Hallucination Detection in Production Agents
Hallucinations are not bugs — they are features of probabilistic systems. Here is how we validate agent outputs at scale using LLM-as-a-Judge pipelines.
Understanding Hallucinations
Hallucinations in AI agents fall into three categories:
- Factual hallucinations — stating incorrect facts with confidence
- Fabricated references — citing sources that don't exist
- Logical hallucinations — drawing conclusions that don't follow from the premises
Each requires a different detection strategy.

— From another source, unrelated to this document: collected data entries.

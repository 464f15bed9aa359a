//! HTTP client for the hosted waitlist provider.

use serde::{Deserialize, Serialize};
use thiserror::Error;

use crate::outcome::SubmitOutcome;

/// The production waitlist instance.
pub const DEFAULT_ENDPOINT: &str =
    "https://api.freewaitlists.com/waitlists/cmjwqyyax004801s4ulp6t6y1";

/// Source tag sent with every signup so the provider can attribute it.
pub const DEFAULT_SOURCE: &str = "landing-page";

/// Errors that can occur when submitting a signup.
#[derive(Error, Debug)]
pub enum WaitlistError {
    /// The request could not complete at all (DNS, connectivity, CORS).
    #[error("Request failed to complete: {0}")]
    Transport(String),

    /// The provider answered with a non-2xx status.
    #[error("Signup rejected with HTTP {status}")]
    Rejected {
        status: u16,
        /// Server-supplied explanation, when the payload carried one.
        message: Option<String>,
    },
}

/// Request body for a signup, as the provider documents it.
#[derive(Debug, Clone, Serialize)]
pub struct SignupRequest {
    pub email: String,
    pub meta: SignupMeta,
}

/// Attribution metadata nested in the signup body.
#[derive(Debug, Clone, Serialize)]
pub struct SignupMeta {
    pub source: String,
}

/// Response payload from the provider.
///
/// Only the optional `message` field matters; anything else is ignored and an
/// empty body `{}` is a valid acceptance.
#[derive(Debug, Clone, Default, Deserialize)]
pub struct SignupResponse {
    pub message: Option<String>,
}

/// Configuration for the waitlist client.
#[derive(Debug, Clone)]
pub struct WaitlistConfig {
    /// Provider endpoint identifying the waitlist instance.
    pub endpoint: String,
    /// Attribution tag sent in `meta.source`.
    pub source: String,
}

impl Default for WaitlistConfig {
    fn default() -> Self {
        Self {
            endpoint: DEFAULT_ENDPOINT.to_string(),
            source: DEFAULT_SOURCE.to_string(),
        }
    }
}

impl WaitlistConfig {
    /// Point the client at a different endpoint.
    pub fn with_endpoint(mut self, endpoint: impl Into<String>) -> Self {
        self.endpoint = endpoint.into();
        self
    }

    /// Change the attribution tag.
    pub fn with_source(mut self, source: impl Into<String>) -> Self {
        self.source = source.into();
        self
    }
}

/// Client for the waitlist provider.
///
/// Issues exactly one POST per call; no retries, no timeout, no idempotency
/// key. Anything smarter lives inside the provider.
#[derive(Clone)]
pub struct WaitlistClient {
    config: WaitlistConfig,
    http: reqwest::Client,
}

impl Default for WaitlistClient {
    fn default() -> Self {
        Self::new()
    }
}

impl WaitlistClient {
    /// Create a client pointed at the production waitlist.
    pub fn new() -> Self {
        Self::with_config(WaitlistConfig::default())
    }

    /// Create a client with explicit configuration.
    pub fn with_config(config: WaitlistConfig) -> Self {
        Self {
            config,
            http: reqwest::Client::new(),
        }
    }

    /// Get the configuration.
    pub fn config(&self) -> &WaitlistConfig {
        &self.config
    }

    /// POST one signup to the provider.
    ///
    /// Success is decided solely by the HTTP status class. On rejection the
    /// payload's `message` field is kept when it parses; the body is
    /// otherwise ignored.
    pub async fn signup(&self, email: &str) -> Result<SignupResponse, WaitlistError> {
        let request = SignupRequest {
            email: email.to_string(),
            meta: SignupMeta {
                source: self.config.source.clone(),
            },
        };

        let response = self
            .http
            .post(&self.config.endpoint)
            .json(&request)
            .send()
            .await
            .map_err(|e| {
                tracing::error!(error = %e, "waitlist signup failed to complete");
                WaitlistError::Transport(e.to_string())
            })?;

        let status = response.status();
        if status.is_success() {
            Ok(response.json::<SignupResponse>().await.unwrap_or_default())
        } else {
            let message = response
                .json::<SignupResponse>()
                .await
                .ok()
                .and_then(|body| body.message);
            tracing::debug!(status = status.as_u16(), "waitlist signup rejected");
            Err(WaitlistError::Rejected {
                status: status.as_u16(),
                message,
            })
        }
    }

    /// Submit a signup and map the result to its user-facing outcome.
    pub async fn submit(&self, email: &str) -> SubmitOutcome {
        SubmitOutcome::from_result(self.signup(email).await)
    }
}

#[cfg(test)]
mod tests {
    use super::*;
    use crate::outcome::{
        CONFIRMATION_MESSAGE, CONNECTIVITY_FAILURE_MESSAGE, GENERIC_FAILURE_MESSAGE,
    };
    use wiremock::matchers::{body_json, header, method, path};
    use wiremock::{Mock, MockServer, ResponseTemplate};

    fn client_for(server: &MockServer) -> WaitlistClient {
        WaitlistClient::with_config(
            WaitlistConfig::default().with_endpoint(format!("{}/waitlists/test", server.uri())),
        )
    }

    // === Config Tests ===

    #[test]
    fn test_config_default() {
        let config = WaitlistConfig::default();

        assert_eq!(config.endpoint, DEFAULT_ENDPOINT);
        assert_eq!(config.source, "landing-page");
    }

    #[test]
    fn test_config_builder() {
        let config = WaitlistConfig::default()
            .with_endpoint("https://example.com/waitlists/abc")
            .with_source("footer");

        assert_eq!(config.endpoint, "https://example.com/waitlists/abc");
        assert_eq!(config.source, "footer");
    }

    // === Wire Format Tests ===

    #[test]
    fn test_signup_request_body() {
        let request = SignupRequest {
            email: "a@b.com".to_string(),
            meta: SignupMeta {
                source: "landing-page".to_string(),
            },
        };

        let json = serde_json::to_value(&request).unwrap();
        assert_eq!(
            json,
            serde_json::json!({"email": "a@b.com", "meta": {"source": "landing-page"}})
        );
    }

    #[test]
    fn test_signup_response_tolerates_extra_fields() {
        let body = r#"{"message": "ok", "id": "xyz", "position": 42}"#;
        let response: SignupResponse = serde_json::from_str(body).unwrap();
        assert_eq!(response.message.as_deref(), Some("ok"));

        let empty: SignupResponse = serde_json::from_str("{}").unwrap();
        assert!(empty.message.is_none());
    }

    // === Signup Tests ===

    #[tokio::test]
    async fn test_signup_sends_one_post_with_source_tag() {
        let server = MockServer::start().await;

        Mock::given(method("POST"))
            .and(path("/waitlists/test"))
            .and(header("content-type", "application/json"))
            .and(body_json(serde_json::json!({
                "email": "a@b.com",
                "meta": {"source": "landing-page"}
            })))
            .respond_with(ResponseTemplate::new(200).set_body_json(serde_json::json!({})))
            .expect(1)
            .mount(&server)
            .await;

        let result = client_for(&server).signup("a@b.com").await;
        assert!(result.is_ok());
    }

    #[tokio::test]
    async fn test_submit_success_empty_body() {
        let server = MockServer::start().await;

        Mock::given(method("POST"))
            .respond_with(ResponseTemplate::new(200).set_body_json(serde_json::json!({})))
            .mount(&server)
            .await;

        let outcome = client_for(&server).submit("a@b.com").await;

        assert!(outcome.is_accepted());
        assert_eq!(outcome.message(), CONFIRMATION_MESSAGE);
    }

    #[tokio::test]
    async fn test_submit_rejected_with_server_message() {
        let server = MockServer::start().await;

        Mock::given(method("POST"))
            .respond_with(
                ResponseTemplate::new(400)
                    .set_body_json(serde_json::json!({"message": "Already subscribed"})),
            )
            .mount(&server)
            .await;

        let outcome = client_for(&server).submit("a@b.com").await;

        assert!(!outcome.is_accepted());
        assert_eq!(outcome.message(), "Already subscribed");
    }

    #[tokio::test]
    async fn test_submit_rejected_without_parseable_message() {
        let server = MockServer::start().await;

        Mock::given(method("POST"))
            .respond_with(ResponseTemplate::new(500).set_body_string("<html>oops</html>"))
            .mount(&server)
            .await;

        let outcome = client_for(&server).submit("a@b.com").await;

        assert!(!outcome.is_accepted());
        assert_eq!(outcome.message(), GENERIC_FAILURE_MESSAGE);
    }

    #[tokio::test]
    async fn test_submit_connectivity_failure() {
        // Nothing listens on the discard port, so the connection is refused
        // before any HTTP exchange happens.
        let client = WaitlistClient::with_config(
            WaitlistConfig::default().with_endpoint("http://127.0.0.1:9/waitlists/test"),
        );

        let outcome = client.submit("a@b.com").await;

        assert!(!outcome.is_accepted());
        assert_eq!(outcome.message(), CONNECTIVITY_FAILURE_MESSAGE);
    }

    #[tokio::test]
    async fn test_success_locks_out_further_requests() {
        let server = MockServer::start().await;

        Mock::given(method("POST"))
            .respond_with(ResponseTemplate::new(200).set_body_json(serde_json::json!({})))
            .expect(1)
            .mount(&server)
            .await;

        let client = client_for(&server);
        let mut submission = crate::Submission::new();
        submission.set_email("a@b.com");

        assert!(submission.begin());
        let email = submission.email.clone();
        submission.finish(client.submit(&email).await);

        // A second attempt is refused before any request could be issued;
        // the expect(1) above verifies the provider saw exactly one POST.
        submission.set_email("second@b.com");
        assert!(!submission.begin());
    }

    #[tokio::test]
    async fn test_signup_rejected_keeps_status() {
        let server = MockServer::start().await;

        Mock::given(method("POST"))
            .respond_with(ResponseTemplate::new(429).set_body_json(serde_json::json!({})))
            .mount(&server)
            .await;

        let error = client_for(&server).signup("a@b.com").await.unwrap_err();
        match error {
            WaitlistError::Rejected { status, message } => {
                assert_eq!(status, 429);
                assert!(message.is_none());
            }
            other => panic!("expected Rejected, got {other:?}"),
        }
    }
}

The LLM-as-a-Judge Pipeline
Architecture
Agent Output → Validation Prompt → Judge LLM → Score/Flag → Decision
How It Works
- The agent produces an output
- The output is sent to a separate "judge" LLM with a validation prompt
- The judge evaluates the output against the source context
- A confidence score is assigned
- Outputs below the threshold are flagged for human review
Key Design Decisions
- Use a different model for the judge than the agent — correlated errors are the enemy
- Provide source context to the judge — it needs ground truth to evaluate against
- Design specific rubrics for different output types (factual claims, recommendations, summaries)
Detection Strategies by Type
Factual Hallucinations
- Cross-reference agent claims against knowledge base
- Use entity extraction + fact verification pipelines
- Track confidence scores across similar queries
Fabricated References
- Validate all cited URLs, papers, and documents
- Maintain an allowlist of verified sources
- Flag any reference not in the knowledge base
Logical Hallucinations
- Chain-of-thought validation — verify each reasoning step
- Consistency checks — same inputs should produce compatible outputs
- Adversarial probing — rephrase the same question and compare answers
Production Monitoring
Metrics to Track
- Hallucination rate — percentage of outputs flagged by the judge
- False positive rate — judge flags that human reviewers override
- Detection latency — time added by the validation pipeline
- Category distribution — which types of hallucinations are most common
Alerting
- Set thresholds for hallucination rate increases
- Alert on new categories of hallucinations
- Track trends over time — increasing rates may indicate model drift
The Cost-Benefit Calculation
Running a judge LLM doubles your inference costs. But the cost of a hallucinated medical recommendation, financial advice, or legal guidance is orders of magnitude higher. For production agents handling sensitive domains, hallucination detection is not optional.